● **EXERCISE OBJECTIVE**:
Could you write out each entry exactly as it reads?

● **THE DATA**:
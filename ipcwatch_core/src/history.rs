//! Bounded rolling history for events and issues.
//!
//! Both sequences are most-recent-first: new records are pushed at the
//! front and the tail is truncated once capacity is exceeded. Eviction
//! is by insertion order, NOT by timestamp — because timestamps are
//! independently jittered into the past, an event stamped long ago can
//! outlive a newer-stamped one. That is a deliberate, documented quirk
//! carried over from the observed behavior, not a bug.

use std::collections::VecDeque;

use rand::Rng;
use rand_chacha::ChaCha8Rng;

use crate::model::{IpcEvent, Issue};

/// Rolling window of events kept for aggregation and display.
pub const EVENT_CAPACITY: usize = 100;

/// Rolling window of issues.
pub const ISSUE_CAPACITY: usize = 20;

/// Probability an unresolved issue resolves on one sweep pass.
const SWEEP_RESOLVE_P: f64 = 0.10;

/// Bounded, insertion-ordered stores for events and issues.
#[derive(Debug, Clone)]
pub struct HistoryStore {
    events: VecDeque<IpcEvent>,
    issues: VecDeque<Issue>,
    event_capacity: usize,
    issue_capacity: usize,
}

impl HistoryStore {
    pub fn new() -> Self {
        Self::with_capacities(EVENT_CAPACITY, ISSUE_CAPACITY)
    }

    /// Store with explicit capacities, for tests and sizing experiments.
    pub fn with_capacities(event_capacity: usize, issue_capacity: usize) -> Self {
        Self {
            events: VecDeque::with_capacity(event_capacity),
            issues: VecDeque::with_capacity(issue_capacity),
            event_capacity,
            issue_capacity,
        }
    }

    /// Prepends an event; evicts the oldest-inserted once over capacity.
    pub fn push_event(&mut self, event: IpcEvent) {
        self.events.push_front(event);
        self.events.truncate(self.event_capacity);
    }

    /// Prepends an issue; evicts the oldest-inserted once over capacity.
    pub fn push_issue(&mut self, issue: Issue) {
        self.issues.push_front(issue);
        self.issues.truncate(self.issue_capacity);
    }

    /// Background incident resolution: every unresolved issue
    /// independently flips to resolved with 10% probability. Resolved
    /// issues are never revisited, so the flag is monotonic.
    ///
    /// Returns how many issues flipped this pass.
    pub fn sweep_resolutions(&mut self, rng: &mut ChaCha8Rng) -> usize {
        let mut flipped = 0;
        for issue in self.issues.iter_mut() {
            if !issue.resolved && rng.gen::<f64>() < SWEEP_RESOLVE_P {
                issue.resolved = true;
                flipped += 1;
            }
        }
        flipped
    }

    /// Events, most-recent-inserted first.
    pub fn events(&self) -> impl Iterator<Item = &IpcEvent> {
        self.events.iter()
    }

    /// Issues, most-recent-inserted first.
    pub fn issues(&self) -> impl Iterator<Item = &Issue> {
        self.issues.iter()
    }

    pub fn event_count(&self) -> usize {
        self.events.len()
    }

    pub fn issue_count(&self) -> usize {
        self.issues.len()
    }

    /// Issues still unresolved.
    pub fn active_issue_count(&self) -> usize {
        self.issues.iter().filter(|i| !i.resolved).count()
    }
}

impl Default for HistoryStore {
    fn default() -> Self {
        Self::new()
    }
}

#[cfg(test)]
mod tests {
    use super::*;
    use crate::generate::{generate_event, generate_issue};
    use crate::registry::ProcessRegistry;
    use rand::SeedableRng;

    const NOW_MS: i64 = 1_704_067_200_000;

    fn fixtures() -> (ProcessRegistry, ChaCha8Rng) {
        let mut rng = ChaCha8Rng::seed_from_u64(42);
        let registry = ProcessRegistry::generate(8, NOW_MS, &mut rng).unwrap();
        (registry, rng)
    }

    #[test]
    fn test_event_eviction_keeps_most_recent_inserts() {
        let (registry, mut rng) = fixtures();
        let mut store = HistoryStore::new();

        let mut ids = Vec::new();
        for _ in 0..105 {
            let event = generate_event(registry.processes(), NOW_MS, &mut rng).unwrap();
            ids.push(event.id);
            store.push_event(event);
        }

        assert_eq!(store.event_count(), 100);

        // Retained = the 100 most recently inserted, newest first.
        let stored: Vec<_> = store.events().map(|e| e.id).collect();
        let expected: Vec<_> = ids.iter().rev().take(100).copied().collect();
        assert_eq!(stored, expected);
    }

    #[test]
    fn test_issue_eviction_at_capacity() {
        let (registry, mut rng) = fixtures();
        let mut store = HistoryStore::new();

        for _ in 0..25 {
            let issue = generate_issue(registry.processes(), NOW_MS, &mut rng).unwrap();
            store.push_issue(issue);
        }

        assert_eq!(store.issue_count(), 20);
    }

    #[test]
    fn test_sweep_is_monotonic() {
        let (registry, mut rng) = fixtures();
        let mut store = HistoryStore::new();

        for _ in 0..20 {
            let issue = generate_issue(registry.processes(), NOW_MS, &mut rng).unwrap();
            store.push_issue(issue);
        }

        for _ in 0..50 {
            let resolved_before: Vec<bool> = store.issues().map(|i| i.resolved).collect();
            store.sweep_resolutions(&mut rng);
            let resolved_after: Vec<bool> = store.issues().map(|i| i.resolved).collect();

            for (before, after) in resolved_before.iter().zip(&resolved_after) {
                assert!(!(*before && !*after), "an issue un-resolved itself");
            }
        }

        // 50 passes at 10% each leaves essentially nothing unresolved.
        assert_eq!(store.active_issue_count(), 0);
    }

    #[test]
    fn test_sweep_counts_flips() {
        let (registry, mut rng) = fixtures();
        let mut store = HistoryStore::new();

        for _ in 0..20 {
            let mut issue = generate_issue(registry.processes(), NOW_MS, &mut rng).unwrap();
            issue.resolved = false;
            store.push_issue(issue);
        }

        let mut total_flipped = 0;
        for _ in 0..200 {
            total_flipped += store.sweep_resolutions(&mut rng);
        }
        assert_eq!(total_flipped, 20);
        assert_eq!(store.active_issue_count(), 0);
    }

    #[test]
    fn test_custom_capacities() {
        let (registry, mut rng) = fixtures();
        let mut store = HistoryStore::with_capacities(3, 2);

        for _ in 0..5 {
            let event = generate_event(registry.processes(), NOW_MS, &mut rng).unwrap();
            store.push_event(event);
        }
        assert_eq!(store.event_count(), 3);
    }
}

● **EXERCISE RESULT**:
filename ipcwatch_core/src/history.rs
//! Bounded rolling history for events and issues.
//!
//! Both sequences are most-recent-first: new records are pushed at the
//! front and the tail is truncated once capacity is exceeded. Eviction
//! is by insertion order, NOT by timestamp — because timestamps are
//! independently jittered into the past, an event stamped long ago can
//! outlive a newer-stamped one. That is a deliberate, documented quirk
//! carried over from the observed behavior, not a bug.

use std::collections::VecDeque;

use rand::Rng;
use rand_chacha::ChaCha8Rng;

use crate::model::{IpcEvent, Issue};

/// Rolling window of events kept for aggregation and display.
pub const EVENT_CAPACITY: usize = 100;

/// Rolling window of issues.
pub const ISSUE_CAPACITY: usize = 20;

/// Probability an unresolved issue resolves on one sweep pass.
const SWEEP_RESOLVE_P: f64 = 0.10;

/// Bounded, insertion-ordered stores for events and issues.
#[derive(Debug, Clone)]
pub struct HistoryStore {
    events: VecDeque<IpcEvent>,
    issues: VecDeque<Issue>,
    event_capacity: usize,
    issue_capacity: usize,
}

impl HistoryStore {
    pub fn new() -> Self {
        Self::with_capacities(EVENT_CAPACITY, ISSUE_CAPACITY)
    }

    /// Store with explicit capacities, for tests and sizing experiments.
    pub fn with_capacities(event_capacity: usize, issue_capacity: usize) -> Self {
        Self {
            events: VecDeque::with_capacity(event_capacity),
            issues: VecDeque::with_capacity(issue_capacity),
            event_capacity,
            issue_capacity,
        }
    }

    /// Prepends an event; evicts the oldest-inserted once over capacity.
    pub fn push_event(&mut self, event: IpcEvent) {
        self.events.push_front(event);
        self.events.truncate(self.event_capacity);
    }

    /// Prepends an issue; evicts the oldest-inserted once over capacity.
    pub fn push_issue(&mut self, issue: Issue) {
        self.issues.push_front(issue);
        self.issues.truncate(self.issue_capacity);
    }

    /// Background incident resolution: every unresolved issue
    /// independently flips to resolved with 10% probability. Resolved
    /// issues are never revisited, so the flag is monotonic.
    ///
    /// Returns how many issues flipped this pass.
    pub fn sweep_resolutions(&mut self, rng: &mut ChaCha8Rng) -> usize {
        let mut flipped = 0;
        for issue in self.issues.iter_mut() {
            if !issue.resolved && rng.gen::<f64>() < SWEEP_RESOLVE_P {
                issue.resolved = true;
                flipped += 1;
            }
        }
        flipped
    }

    /// Events, most-recent-inserted first.
    pub fn events(&self) -> impl Iterator<Item = &IpcEvent> {
        self.events.iter()
    }

    /// Issues, most-recent-inserted first.
    pub fn issues(&self) -> impl Iterator<Item = &Issue> {
        self.issues.iter()
    }

    pub fn event_count(&self) -> usize {
        self.events.len()
    }

    pub fn issue_count(&self) -> usize {
        self.issues.len()
    }

    /// Issues still unresolved.
    pub fn active_issue_count(&self) -> usize {
        self.issues.iter().filter(|i| !i.resolved).count()
    }
}

impl Default for HistoryStore {
    fn default() -> Self {
        Self::new()
    }
}

#[cfg(test)]
mod tests {
    use super::*;
    use crate::generate::{generate_event, generate_issue};
    use crate::registry::ProcessRegistry;
    use rand::SeedableRng;

    const NOW_MS: i64 = 1_704_067_200_000;

    fn fixtures() -> (ProcessRegistry, ChaCha8Rng) {
        let mut rng = ChaCha8Rng::seed_from_u64(42);
        let registry = ProcessRegistry::generate(8, NOW_MS, &mut rng).unwrap();
        (registry, rng)
    }

    #[test]
    fn test_event_eviction_keeps_most_recent_inserts() {
        let (registry, mut rng) = fixtures();
        let mut store = HistoryStore::new();

        let mut ids = Vec::new();
        for _ in 0..105 {
            let event = generate_event(registry.processes(), NOW_MS, &mut rng).unwrap();
            ids.push(event.id);
            store.push_event(event);
        }

        assert_eq!(store.event_count(), 100);

        // Retained = the 100 most recently inserted, newest first.
        let stored: Vec<_> = store.events().map(|e| e.id).collect();
        let expected: Vec<_> = ids.iter().rev().take(100).copied().collect();
        assert_eq!(stored, expected);
    }

    #[test]
    fn test_issue_eviction_at_capacity() {
        let (registry, mut rng) = fixtures();
        let mut store = HistoryStore::new();

        for _ in 0..25 {
            let issue = generate_issue(registry.processes(), NOW_MS, &mut rng).unwrap();
            store.push_issue(issue);
        }

        assert_eq!(store.issue_count(), 20);
    }

    #[test]
    fn test_sweep_is_monotonic() {
        let (registry, mut rng) = fixtures();
        let mut store = HistoryStore::new();

        for _ in 0..20 {
            let issue = generate_issue(registry.processes(), NOW_MS, &mut rng).unwrap();
            store.push_issue(issue);
        }

        for _ in 0..50 {
            let resolved_before: Vec<bool> = store.issues().map(|i| i.resolved).collect();
            store.sweep_resolutions(&mut rng);
            let resolved_after: Vec<bool> = store.issues().map(|i| i.resolved).collect();

            for (before, after) in resolved_before.iter().zip(&resolved_after) {
                assert!(!(*before && !*after), "an issue un-resolved itself");
            }
        }

        // 50 passes at 10% each leaves essentially nothing unresolved.
        assert_eq!(store.active_issue_count(), 0);
    }

    #[test]
    fn test_sweep_counts_flips() {
        let (registry, mut rng) = fixtures();
        let mut store = HistoryStore::new();

        for _ in 0..20 {
            let mut issue = generate_issue(registry.processes(), NOW_MS, &mut rng).unwrap();
            issue.resolved = false;
            store.push_issue(issue);
        }

        let mut total_flipped = 0;
        for _ in 0..200 {
            total_flipped += store.sweep_resolutions(&mut rng);
        }
        assert_eq!(total_flipped, 20);
        assert_eq!(store.active_issue_count(), 0);
    }

    #[test]
    fn test_custom_capacities() {
        let (registry, mut rng) = fixtures();
        let mut store = HistoryStore::with_capacities(3, 2);

        for _ in 0..5 {
            let event = generate_event(registry.processes(), NOW_MS, &mut rng).unwrap();
            store.push_event(event);
        }
        assert_eq!(store.event_count(), 3);
    }
}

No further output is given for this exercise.